DATA IN THIS EXERCISE Start Marker

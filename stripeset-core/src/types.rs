//! Shared types exchanged with node collaborators

use bytes::Bytes;
use serde::{Deserialize, Serialize};
use std::fmt;
use uuid::Uuid;

use crate::mask::NodeMask;

/// Stable identity of a stored object (inode), the same on every node
#[derive(Clone, Copy, Debug, PartialEq, Eq, PartialOrd, Ord, Hash, Serialize, Deserialize)]
pub struct ObjectId(pub Uuid);

impl ObjectId {
    pub fn new() -> Self {
        ObjectId(Uuid::new_v4())
    }

    pub const fn nil() -> Self {
        ObjectId(Uuid::nil())
    }

    pub fn is_nil(&self) -> bool {
        self.0.is_nil()
    }
}

impl Default for ObjectId {
    fn default() -> Self {
        Self::new()
    }
}

impl fmt::Display for ObjectId {
    fn fmt(&self, f: &mut fmt::Formatter<'_>) -> fmt::Result {
        write!(f, "{}", self.0)
    }
}

/// Identity a request is issued with
#[derive(Clone, Copy, Debug, Default, PartialEq, Eq, Serialize, Deserialize)]
pub struct Credentials {
    pub uid: u32,
    pub gid: u32,
}

impl Credentials {
    pub const ROOT: Credentials = Credentials { uid: 0, gid: 0 };

    pub const fn new(uid: u32, gid: u32) -> Self {
        Credentials { uid, gid }
    }
}

/// Object reference handed to collaborators
#[derive(Clone, Debug, PartialEq, Eq, Hash, Serialize, Deserialize)]
pub struct ObjectRef {
    pub id: ObjectId,
    pub path: String,
}

/// Authoritative size and version of an object
#[derive(Clone, Copy, Debug, Default, PartialEq, Eq, Hash, Serialize, Deserialize)]
pub struct ObjectAttr {
    pub size: u64,
    pub version: u64,
}

/// Per-node failure class
#[derive(Clone, Copy, Debug, PartialEq, Eq, Hash, Serialize, Deserialize)]
pub enum NodeErrno {
    /// The node could not be reached or did not answer in time
    NotConnected,
    NotFound,
    Exists,
    Access,
    NoSpace,
    Stale,
    Io,
    Other(i32),
}

impl fmt::Display for NodeErrno {
    fn fmt(&self, f: &mut fmt::Formatter<'_>) -> fmt::Result {
        match self {
            NodeErrno::NotConnected => write!(f, "node not connected"),
            NodeErrno::NotFound => write!(f, "no such object"),
            NodeErrno::Exists => write!(f, "object exists"),
            NodeErrno::Access => write!(f, "permission denied"),
            NodeErrno::NoSpace => write!(f, "no space left"),
            NodeErrno::Stale => write!(f, "stale handle"),
            NodeErrno::Io => write!(f, "i/o error"),
            NodeErrno::Other(code) => write!(f, "error {}", code),
        }
    }
}

/// Successful node reply payload
#[derive(Clone, Debug, Default, PartialEq, Eq, Hash, Serialize, Deserialize)]
pub struct ReplyValue {
    pub result: i64,
    pub attr: Option<ObjectAttr>,
    #[serde(skip)]
    pub payload: Option<Bytes>,
}

impl ReplyValue {
    pub fn ok(result: i64) -> Self {
        ReplyValue {
            result,
            ..Default::default()
        }
    }

    pub fn with_attr(mut self, attr: ObjectAttr) -> Self {
        self.attr = Some(attr);
        self
    }

    pub fn with_payload(mut self, payload: Bytes) -> Self {
        self.payload = Some(payload);
        self
    }
}

/// Outcome delivered by a node for one dispatched request
pub type NodeOutcome = Result<ReplyValue, NodeErrno>;

#[derive(Clone, Debug, PartialEq, Eq)]
pub struct NodeReply {
    pub node: usize,
    pub outcome: NodeOutcome,
}

impl NodeReply {
    pub fn is_unreachable(&self) -> bool {
        matches!(self.outcome, Err(NodeErrno::NotConnected))
    }
}

/// Node-specific operation body
#[derive(Clone, Debug, PartialEq, Eq)]
pub enum RequestBody {
    Lookup,
    Stat,
    Read { offset: u64, len: u64 },
    Write { offset: u64, data: Bytes },
    Truncate { size: u64 },
    Create { name: String },
    Unlink { name: String },
    Rename { from: String, to: String },
    Flush,
}

impl RequestBody {
    pub fn name(&self) -> &'static str {
        match self {
            RequestBody::Lookup => "lookup",
            RequestBody::Stat => "stat",
            RequestBody::Read { .. } => "read",
            RequestBody::Write { .. } => "write",
            RequestBody::Truncate { .. } => "truncate",
            RequestBody::Create { .. } => "create",
            RequestBody::Unlink { .. } => "unlink",
            RequestBody::Rename { .. } => "rename",
            RequestBody::Flush => "flush",
        }
    }
}

/// Request sent to one node
#[derive(Clone, Debug)]
pub struct NodeRequest {
    pub fop: u64,
    pub target: Option<ObjectRef>,
    pub body: RequestBody,
    pub creds: Credentials,
}

#[derive(Clone, Copy, Debug, PartialEq, Eq, Hash, Serialize, Deserialize)]
pub enum LockKind {
    /// Whole-object lock
    Inode,
    /// Lock on one name inside a directory
    Entry,
}

/// What a distributed lock protects
#[derive(Clone, Debug, PartialEq, Eq, Hash)]
pub struct LockTarget {
    pub kind: LockKind,
    pub object: ObjectRef,
    pub name: Option<String>,
}

impl fmt::Display for LockTarget {
    fn fmt(&self, f: &mut fmt::Formatter<'_>) -> fmt::Result {
        match &self.name {
            Some(name) => write!(f, "{}:{}", self.object.path, name),
            None => write!(f, "{}", self.object.path),
        }
    }
}

/// Version/size increment applied atomically on the nodes
#[derive(Clone, Copy, Debug, Default, PartialEq, Eq, Serialize, Deserialize)]
pub struct SizeVersionDelta {
    pub version: u64,
    pub size: i64,
}

/// Size/version as fetched, with the nodes that agreed on it
#[derive(Clone, Copy, Debug, PartialEq, Eq)]
pub struct FetchedAttr {
    pub attr: ObjectAttr,
    pub good: NodeMask,
}

/// Repair request for one object or open file
#[derive(Clone, Debug, PartialEq, Eq)]
pub struct HealRequest {
    pub object: ObjectRef,
    /// Repair through an open file rather than by path
    pub by_fd: bool,
    pub nodes: NodeMask,
}

/// Outcome of a repair as reported by the healer
#[derive(Clone, Copy, Debug, Default, PartialEq, Eq)]
pub struct HealReport {
    pub mask: NodeMask,
    pub good: NodeMask,
    pub bad: NodeMask,
}

impl HealReport {
    /// Nodes repaired by this heal
    pub fn healed(&self) -> u32 {
        (self.mask & !(self.good | self.bad)).count()
    }

    /// Nodes that needed repair
    pub fn needed(&self) -> u32 {
        (self.mask & !self.good).count()
    }
}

DATA IN THIS EXERCISE End Marker

» WORK TO BE COMPLETED:
Above are records; repeat only the lines starting at the line with "pub fn name(&self)" and ending at the line with "#[derive(Clone, Debug)]", exactly as they appear, both included.

» REPLY TO THE EXERCISE:
    pub fn name(&self) -> &'static str {
        match self {
            RequestBody::Lookup => "lookup",
            RequestBody::Stat => "stat",
            RequestBody::Read { .. } => "read",
            RequestBody::Write { .. } => "write",
            RequestBody::Truncate { .. } => "truncate",
            RequestBody::Create { .. } => "create",
            RequestBody::Unlink { .. } => "unlink",
            RequestBody::Rename { .. } => "rename",
            RequestBody::Flush => "flush",
        }
    }
}

/// Request sent to one node
#[derive(Clone, Debug)]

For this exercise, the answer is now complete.